- **Activity**
The lines you return must be all those in the data that hold the string "classified".

============================================================

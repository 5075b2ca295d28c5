//! Centralized constants for the default endpoint and UA.

/// Default UA sent with every request.
pub(crate) const USER_AGENT: &str = concat!("coincap-rs/", env!("CARGO_PKG_VERSION"));

/// CoinCap REST base. Overridable at build time through `COINCAP_BASE_URL`.
pub(crate) const DEFAULT_BASE_URL: &str = match option_env!("COINCAP_BASE_URL") {
    Some(url) => url,
    None => "https://api.coincap.io/v2/",
};
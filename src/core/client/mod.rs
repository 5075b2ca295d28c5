//! Public client surface + builder.
//! Defaults (UA, base URL) live in `constants`.

mod constants;

use std::time::Duration;

use constants::{DEFAULT_BASE_URL, USER_AGENT};
use reqwest::Client;
use reqwest::header::{ACCEPT, CONTENT_TYPE, HeaderMap, HeaderValue};
use url::Url;

use crate::core::CcError;
use crate::core::endpoint::construct_url;

/// Thin wrapper that holds a configured HTTP client and the API base URL.
///
/// Cloning is cheap: clones share the same connection pool.
#[derive(Debug, Clone)]
pub struct CcClient {
    http: Client,
    base_url: Url,
}

impl CcClient {
    /// Create a new builder.
    pub fn builder() -> CcClientBuilder {
        CcClientBuilder::default()
    }

    /// Builds a client with every setting at its default.
    ///
    /// # Errors
    ///
    /// Returns a `CcError` if the HTTP client cannot be initialized.
    pub fn new() -> Result<Self, CcError> {
        Self::builder().build()
    }

    /// The base every request path is resolved against. Always ends with `/`.
    pub fn base_url(&self) -> &Url {
        &self.base_url
    }

    /* -------- internal getters used by other modules -------- */

    pub(crate) fn http(&self) -> &Client {
        &self.http
    }

    pub(crate) fn url_for(&self, path: &str) -> String {
        construct_url(&self.base_url, path)
    }

    /// Appends `segments` to the base path, percent-encoding each one so that `/`, `?`
    /// and `#` inside a segment stay part of it.
    pub(crate) fn url_with_segments(&self, segments: &[&str]) -> Url {
        let mut url = self.base_url.clone();
        // `normalize_base` rejects cannot-be-a-base URLs, so this always succeeds.
        if let Ok(mut path) = url.path_segments_mut() {
            path.pop_if_empty().extend(segments);
        }
        url
    }
}

/* ----------------------- Builder ----------------------- */

/// Configures and builds a [`CcClient`].
///
/// Every setting is optional. Unset values fall back to the default user agent, the
/// build-time base URL, and no timeouts.
#[derive(Default)]
pub struct CcClientBuilder {
    user_agent: Option<String>,
    base_url: Option<Url>,
    timeout: Option<Duration>,
    connect_timeout: Option<Duration>,
}

impl CcClientBuilder {
    /// Override the User-Agent.
    #[must_use]
    pub fn user_agent(mut self, ua: impl Into<String>) -> Self {
        self.user_agent = Some(ua.into());
        self
    }

    /// Override the API base (e.g., `https://api.coincap.io/v2/`).
    ///
    /// A missing trailing `/` is added on `build`.
    #[must_use]
    pub fn base_url(mut self, url: Url) -> Self {
        self.base_url = Some(url);
        self
    }

    /// Set a global request timeout (overall). Default: none.
    #[must_use]
    pub const fn timeout(mut self, dur: Duration) -> Self {
        self.timeout = Some(dur);
        self
    }

    /// Set a connect timeout. Default: none.
    #[must_use]
    pub const fn connect_timeout(mut self, dur: Duration) -> Self {
        self.connect_timeout = Some(dur);
        self
    }

    /// Builds the client.
    ///
    /// # Errors
    ///
    /// Returns a `CcError` if the base URL cannot serve as a base or the HTTP client
    /// fails to initialize.
    pub fn build(self) -> Result<CcClient, CcError> {
        let base_url = match self.base_url {
            Some(url) => url,
            None => Url::parse(DEFAULT_BASE_URL)?,
        };
        let base_url = normalize_base(base_url)?;

        let mut headers = HeaderMap::new();
        headers.insert(CONTENT_TYPE, HeaderValue::from_static("application/json"));
        headers.insert(ACCEPT, HeaderValue::from_static("application/json"));

        let mut httpb = reqwest::Client::builder()
            .user_agent(self.user_agent.as_deref().unwrap_or(USER_AGENT))
            .default_headers(headers);

        if let Some(t) = self.timeout {
            httpb = httpb.timeout(t);
        }
        if let Some(ct) = self.connect_timeout {
            httpb = httpb.connect_timeout(ct);
        }

        let http = httpb.build()?;

        Ok(CcClient { http, base_url })
    }
}

fn normalize_base(mut url: Url) -> Result<Url, CcError> {
    if url.cannot_be_a_base() {
        return Err(CcError::InvalidBaseUrl(url.to_string()));
    }
    if !url.path().ends_with('/') {
        let path = format!("{}/", url.path());
        url.set_path(&path);
    }
    Ok(url)
}
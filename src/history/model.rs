use chrono::{DateTime, Utc};
use serde::Serialize;

use crate::history::wire::CoinPriceDto;

/// The price of a coin at one point in time.
#[derive(Debug, Clone, Copy, PartialEq, Serialize)]
pub struct CoinPrice {
    pub price_usd: f64,
    pub date_time: DateTime<Utc>,
}

impl From<CoinPriceDto> for CoinPrice {
    fn from(dto: CoinPriceDto) -> Self {
        Self {
            price_usd: dto.price_usd,
            date_time: dto.time,
        }
    }
}
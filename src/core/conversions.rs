//! Timestamp conversions between wire epoch milliseconds and `chrono` types.

use chrono::{DateTime, TimeZone, Utc};

/// Converts any zoned instant to UTC epoch milliseconds.
///
/// The offset of `dt` does not affect the result: two values naming the same instant in
/// different zones yield the same number.
#[must_use]
pub fn datetime_to_millis<Tz: TimeZone>(dt: &DateTime<Tz>) -> i64 {
    dt.with_timezone(&Utc).timestamp_millis()
}

/// Converts epoch milliseconds to a UTC instant.
///
/// Returns `None` for values outside `chrono`'s representable range.
#[must_use]
pub fn millis_to_utc(millis: i64) -> Option<DateTime<Utc>> {
    DateTime::from_timestamp_millis(millis)
}
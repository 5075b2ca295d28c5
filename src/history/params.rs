/// Bucket size of a price-history query.
#[derive(Debug, Clone, Copy, Default, PartialEq, Eq, Hash)]
pub enum Interval {
    M1,
    M5,
    M15,
    M30,
    H1,
    H2,
    /// Six-hour buckets, the interval the data source uses.
    #[default]
    H6,
    H12,
    D1,
}

impl Interval {
    /// The wire value of the `interval` query parameter.
    #[must_use]
    pub const fn as_str(self) -> &'static str {
        match self {
            Interval::M1 => "m1",
            Interval::M5 => "m5",
            Interval::M15 => "m15",
            Interval::M30 => "m30",
            Interval::H1 => "h1",
            Interval::H2 => "h2",
            Interval::H6 => "h6",
            Interval::H12 => "h12",
            Interval::D1 => "d1",
        }
    }
}
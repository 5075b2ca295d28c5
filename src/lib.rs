//! coincap-rs: async client for the CoinCap REST API.
//!
//! Lists coins (`GET assets`) and fetches per-coin price history
//! (`GET assets/{id}/history`). Every call resolves to a [`NetResult`]: either the mapped
//! domain values or one of the six [`NetworkError`] kinds.

pub mod coins;
pub mod core;
pub mod history;
mod source;

pub use coins::{Coin, CoinsBuilder, DisplayableNumber};
pub use crate::core::{
    CcClient, CcClientBuilder, CcError, CoinDataSource, NetResult, NetworkError, ResultExt,
};
pub use history::{CoinHistoryBuilder, CoinPrice, Interval};
pub use source::RemoteCoinDataSource;
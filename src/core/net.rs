//! Request execution and failure classification.
//!
//! Failures are split in two stages. [`safe_call`] handles everything that goes wrong
//! *before* a response exists (connectivity, timeouts, transport decoding), and
//! [`response_to_result`] handles what a received response says (status code, body shape).

use std::future::Future;

use reqwest::StatusCode;
use serde::de::DeserializeOwned;

use crate::core::error::NetworkError;
use crate::core::result::NetResult;

/// Awaits `execute` and classifies its outcome into a [`NetResult`].
///
/// Transport failures are mapped by [`classify_transport`]; a received response is handed
/// to [`response_to_result`].
///
/// Dropping the returned future cancels the request and yields no value at all: a cancelled
/// call is never reported as a [`NetworkError`].
pub async fn safe_call<T, F>(execute: F) -> NetResult<T>
where
    T: DeserializeOwned,
    F: Future<Output = Result<reqwest::Response, reqwest::Error>>,
{
    let resp = match execute.await {
        Ok(resp) => resp,
        Err(e) => return Err(classify_transport(&e)),
    };

    response_to_result(resp).await
}

/// Maps a transport-level failure to a [`NetworkError`].
///
/// A client-side timeout counts as [`NetworkError::RequestTimeout`] even though no 408 was
/// received. It is checked first because a connect timeout also reports as a connect error.
#[must_use]
pub fn classify_transport(e: &reqwest::Error) -> NetworkError {
    let kind = if e.is_timeout() {
        NetworkError::RequestTimeout
    } else if e.is_connect() {
        NetworkError::NoInternet
    } else if e.is_decode() {
        NetworkError::Serialization
    } else {
        NetworkError::UnknownError
    };

    #[cfg(feature = "tracing")]
    tracing::debug!(error = %e, classified = ?kind, "transport failure");

    kind
}

/// Maps a received response to a [`NetResult`].
///
/// Only 2xx bodies are read; every other status is classified by [`status_to_error`].
pub async fn response_to_result<T: DeserializeOwned>(resp: reqwest::Response) -> NetResult<T> {
    let status = resp.status();

    #[cfg(feature = "tracing")]
    tracing::debug!(status = status.as_u16(), url = %resp.url(), "response received");

    if !status.is_success() {
        return Err(status_to_error(status.as_u16()));
    }

    let body = get_text(resp).await?;
    decode(&body)
}

/// Classification of a non-2xx status code.
///
/// Callers are expected to have handled 200..=299 already; passing one of those yields
/// [`NetworkError::UnknownError`].
#[must_use]
pub const fn status_to_error(status: u16) -> NetworkError {
    match status {
        408 => NetworkError::RequestTimeout,
        429 => NetworkError::TooManyRequests,
        500..=599 => NetworkError::ServerError,
        _ => NetworkError::UnknownError,
    }
}

/// Decodes a success body. Unknown fields are ignored; a shape mismatch is
/// [`NetworkError::Serialization`].
pub fn decode<T: DeserializeOwned>(body: &str) -> NetResult<T> {
    serde_json::from_str(body).map_err(|_e| {
        #[cfg(feature = "tracing")]
        tracing::warn!(error = %_e, "response body did not match the expected shape");
        NetworkError::Serialization
    })
}

/// Classifies a status and body pair without a live response.
///
/// This is the same table [`response_to_result`] applies, usable on canned data.
pub fn classify_response<T: DeserializeOwned>(status: StatusCode, body: &str) -> NetResult<T> {
    if status.is_success() {
        decode(body)
    } else {
        Err(status_to_error(status.as_u16()))
    }
}

async fn get_text(resp: reqwest::Response) -> NetResult<String> {
    resp.text().await.map_err(|e| classify_transport(&e))
}
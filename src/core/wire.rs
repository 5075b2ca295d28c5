//! serde helpers shared by the DTOs.
//!
//! The API is inconsistent about numbers: some deployments send `1.5`, others `"1.5"`.
//! These accept both and reject anything that is not a finite number.

use chrono::{DateTime, Utc};
use serde::{Deserialize, Deserializer, de::Error as _};

use crate::core::conversions::millis_to_utc;

#[derive(Deserialize)]
#[serde(untagged)]
enum AnyNumber {
    I64(i64),
    F64(f64),
    Str(String),
}

pub(crate) fn de_f64_from_any_number<'de, D>(deserializer: D) -> Result<f64, D::Error>
where
    D: Deserializer<'de>,
{
    match AnyNumber::deserialize(deserializer)? {
        #[allow(clippy::cast_precision_loss)]
        AnyNumber::I64(i) => Ok(i as f64),
        AnyNumber::F64(f) => Ok(f),
        AnyNumber::Str(s) => s
            .trim()
            .parse::<f64>()
            .ok()
            .filter(|f| f.is_finite())
            .ok_or_else(|| {
                D::Error::custom(format!("cannot convert string {s:?} to a finite f64"))
            }),
    }
}

pub(crate) fn de_i64_from_any_number<'de, D>(deserializer: D) -> Result<i64, D::Error>
where
    D: Deserializer<'de>,
{
    match AnyNumber::deserialize(deserializer)? {
        AnyNumber::I64(i) => Ok(i),
        #[allow(clippy::cast_possible_truncation)]
        AnyNumber::F64(f) if f.fract() == 0.0 && f.is_finite() => Ok(f as i64),
        AnyNumber::F64(f) => Err(D::Error::custom(format!(
            "cannot convert float {f} to i64"
        ))),
        AnyNumber::Str(s) => s
            .trim()
            .parse::<i64>()
            .map_err(|_| D::Error::custom(format!("cannot convert string {s:?} to i64"))),
    }
}

pub(crate) fn de_u32_from_any_number<'de, D>(deserializer: D) -> Result<u32, D::Error>
where
    D: Deserializer<'de>,
{
    let v = de_i64_from_any_number(deserializer)?;
    u32::try_from(v).map_err(|_| D::Error::custom(format!("value {v} out of range for u32")))
}

pub(crate) fn de_utc_millis<'de, D>(deserializer: D) -> Result<DateTime<Utc>, D::Error>
where
    D: Deserializer<'de>,
{
    let millis = de_i64_from_any_number(deserializer)?;
    millis_to_utc(millis)
        .ok_or_else(|| D::Error::custom(format!("timestamp {millis} ms is out of range")))
}
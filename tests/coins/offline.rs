use crate::common;
use coincap_rs::{Coin, CoinsBuilder};
use httpmock::Method::GET;

#[tokio::test]
async fn offline_coins_uses_recorded_fixture() {
    let server = common::setup_server();
    let mock = common::mock_assets(&server, 200, &common::fixture("assets.json"));

    let client = common::client_for(&server);
    let coins = CoinsBuilder::new(&client).fetch().await.unwrap();

    mock.assert();
    assert_eq!(coins.len(), 3);

    let ids: Vec<&str> = coins.iter().map(|c| c.id.as_str()).collect();
    assert_eq!(ids, ["bitcoin", "ethereum", "tether"], "wire order must be kept");
}

#[tokio::test]
async fn coin_fields_are_copied_verbatim() {
    let server = common::setup_server();
    let _mock = common::mock_assets(&server, 200, &common::fixture("assets.json"));

    let client = common::client_for(&server);
    let coins = CoinsBuilder::new(&client).fetch().await.unwrap();

    assert_eq!(
        coins[0],
        Coin {
            id: "bitcoin".into(),
            rank: 1,
            name: "Bitcoin".into(),
            symbol: "BTC".into(),
            market_cap_usd: 1_234_567_890_123.5,
            price_usd: 62_668.125,
            change_percent_24hr: -1.25,
        }
    );
}

#[tokio::test]
async fn numeric_strings_are_accepted() {
    let server = common::setup_server();
    let _mock = common::mock_assets(&server, 200, &common::fixture("assets.json"));

    let client = common::client_for(&server);
    let coins = CoinsBuilder::new(&client).fetch().await.unwrap();

    let eth = &coins[1];
    assert_eq!(eth.rank, 2);
    assert_eq!(eth.market_cap_usd, "371234567890.1234567890123456".parse::<f64>().unwrap());
    assert_eq!(eth.price_usd, "3093.6213157416442812".parse::<f64>().unwrap());
    assert_eq!(eth.change_percent_24hr, 2.5);

    let usdt = &coins[2];
    assert_eq!(usdt.market_cap_usd, 110_000_000_000.0);
    assert_eq!(usdt.price_usd, 1.0);
    assert_eq!(usdt.change_percent_24hr, 0.0);
}

#[tokio::test]
async fn requests_carry_json_content_type() {
    let server = common::setup_server();
    let mock = server.mock(|when, then| {
        when.method(GET)
            .path("/v2/assets")
            .header("content-type", "application/json");
        then.status(200)
            .header("content-type", "application/json")
            .body(r#"{"data":[]}"#);
    });

    let client = common::client_for(&server);
    let coins = CoinsBuilder::new(&client).fetch().await.unwrap();

    mock.assert();
    assert!(coins.is_empty());
}

#[tokio::test]
async fn base_url_without_trailing_slash_is_normalized() {
    let server = common::setup_server();
    let mock = common::mock_assets(&server, 200, r#"{"data":[]}"#);

    let base = url::Url::parse(&server.url("/v2")).unwrap();
    let client = coincap_rs::CcClient::builder().base_url(base).build().unwrap();
    assert!(client.base_url().as_str().ends_with("/v2/"));

    CoinsBuilder::new(&client).fetch().await.unwrap();
    mock.assert();
}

============================================================

- **Answer space**
    tracing::debug!(error = %e, classified = ?kind, "transport failure");
/// Only 2xx bodies are read; every other status is classified by [`status_to_error`].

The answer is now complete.